Discussion in 'Package Manager' started by toomasio, Nov 30, 2020.

  1. toomasio

    toomasio

    Joined:
    Nov 19, 2013
    Posts:
    198
    Hello,

    I am making an editor package where save data is stored based on what the user clicks on in the editor. Like a history.

    when I bring the git asset to another project, and modify the save data, I get this:
    Code (CSharp):
    1. The package cache was invalidated and rebuilt because the
    2.  following immutable asset(s) were unexpectedly altered:
    Is there an option to have some assets mutable in a git repo? For example, if I were to gitignore a Resources folder within the package, and store data in there that the user can alter.

    Or do I have to create an Assets/Resources/MyPackage/SaveData ?

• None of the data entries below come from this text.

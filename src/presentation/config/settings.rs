use config::builder::DefaultState;
use config::{Config, ConfigBuilder, ConfigError, File};
use serde::Deserialize;

use super::Environment;

pub const DEFAULT_ALLOWED_ORIGINS: &str = "http://localhost:3000,http://localhost:5173";
pub const DEFAULT_LLM_MODEL: &str = "gpt-4-turbo-preview";

#[derive(Debug, Clone, Deserialize)]
pub struct Settings {
    pub server: ServerSettings,
    pub llm: LlmSettings,
    pub transcription: TranscriptionSettings,
    pub cors: CorsSettings,
    pub logging: LoggingSettings,
}

#[derive(Debug, Clone, Deserialize)]
pub struct ServerSettings {
    pub host: String,
    pub port: u16,
}

#[derive(Debug, Clone, Deserialize)]
pub struct LlmSettings {
    pub api_key: Option<String>,
    pub base_url: String,
    pub model: String,
}

#[derive(Debug, Clone, Deserialize)]
pub struct TranscriptionSettings {
    pub api_key: Option<String>,
    pub base_url: String,
}

#[derive(Debug, Clone, Deserialize)]
pub struct CorsSettings {
    /// Comma-separated list of origins.
    pub allowed_origins: String,
}

impl CorsSettings {
    pub fn origins(&self) -> Vec<String> {
        self.allowed_origins
            .split(',')
            .map(str::trim)
            .filter(|origin| !origin.is_empty())
            .map(String::from)
            .collect()
    }
}

#[derive(Debug, Clone, Deserialize)]
pub struct LoggingSettings {
    pub level: String,
    pub json_format: bool,
}

impl Settings {
    /// Layers, lowest precedence first: built-in defaults, the optional
    /// `appsettings.<env>` file, `APP__SECTION__KEY` variables, then the
    /// well-known provider variables (`OPENAI_API_KEY`, `ALLOWED_ORIGINS`, ...).
    pub fn load(environment: Environment) -> Result<Self, ConfigError> {
        let log_format_json = env_var("LOG_FORMAT").map(|v| v.eq_ignore_ascii_case("json"));

        defaults()?
            .add_source(File::with_name(&environment.settings_file()).required(false))
            .add_source(
                config::Environment::with_prefix("APP")
                    .prefix_separator("__")
                    .separator("__"),
            )
            .set_override_option("server.port", env_var("SERVER_PORT"))?
            .set_override_option("llm.api_key", env_var("OPENAI_API_KEY"))?
            .set_override_option("llm.model", env_var("OPENAI_MODEL"))?
            .set_override_option("llm.base_url", env_var("OPENAI_BASE_URL"))?
            .set_override_option("transcription.api_key", env_var("ELEVENLABS_API_KEY"))?
            .set_override_option("transcription.base_url", env_var("ELEVENLABS_BASE_URL"))?
            .set_override_option("cors.allowed_origins", env_var("ALLOWED_ORIGINS"))?
            .set_override_option("logging.json_format", log_format_json)?
            .build()?
            .try_deserialize()
    }

    /// Built-in defaults only, ignoring files and the process environment.
    pub fn with_defaults() -> Result<Self, ConfigError> {
        defaults()?.build()?.try_deserialize()
    }
}

fn defaults() -> Result<ConfigBuilder<DefaultState>, ConfigError> {
    Config::builder()
        .set_default("server.host", "0.0.0.0")?
        .set_default("server.port", 8000)?
        .set_default("llm.base_url", "https://api.openai.com/v1")?
        .set_default("llm.model", DEFAULT_LLM_MODEL)?
        .set_default("transcription.base_url", "https://api.elevenlabs.io")?
        .set_default("cors.allowed_origins", DEFAULT_ALLOWED_ORIGINS)?
        .set_default("logging.level", "info,speakwise=debug,tower_http=debug")?
        .set_default("logging.json_format", false)
}

fn env_var(name: &str) -> Option<String> {
    std::env::var(name).ok().filter(|value| !value.trim().is_empty())
}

    I would prefer to have these mutables folders right inside the package vs creating more folders in my other projects.

    Is this possible?

    Thanks,
     
    Last edited: Dec 1, 2020
  2. toomasio

    toomasio

    Joined:
    Nov 19, 2013
    Posts:
    198
    I have seemed to find a hack around this. I kept the .meta files in the package directories, pushed those to the repo...but I gitignored the individual files that I planned to mutate.

    This will only throw one yellow error per file on project startup, and it seems to still retain the save data without rebuilding the whole package directory everytime the project refreshes.

    Would still be nice if we could have a "Mutable" directory that Unity just ignores inside each package, please!
     
  3. Adrian

    Adrian

    Joined:
    Apr 5, 2008
    Posts:
    1,066
    Packages are considered immutable and live inside the Library folder. The Library folder is basically just a cache and is expected to be rebuilt from the Assets/ProjectSettings/UserSettings folders, if the project is e.g. checked out of version control or the Library folder is deleted.

    So the question is, is the data your storing project data that the user would expect to survive a rebuild of the Library folder? If so, it should live in the Assets folder. You could provide a setup step or include the data as sample for the user to import. I would also suggest to refer to the asset using its GUID, so users can move it anywhere in their project.

    Starting from 2020.1, if you want to store local user data that shouldn't be committed to version control, there's the new UserSettings folder. You cannot store normal assets in there but e.g. a JSON file.

    There's also the undocumented
    UnityEditorInternal.InternalEditorUtility.SaveToSerializedFileAndForget
    (and
    LoadSerializedFileAndForget
    ), which allow you to store assets outside of the Assets folder (e.g. in Library, ProjectSettings or UserSettings), if you don't want to serialize to/from JSON.
     
    toomasio likes this.
  4. toomasio

    toomasio

    Joined:
    Nov 19, 2013
    Posts:
    198
    Thanks @Adrian I will take a look into the usersettings folder.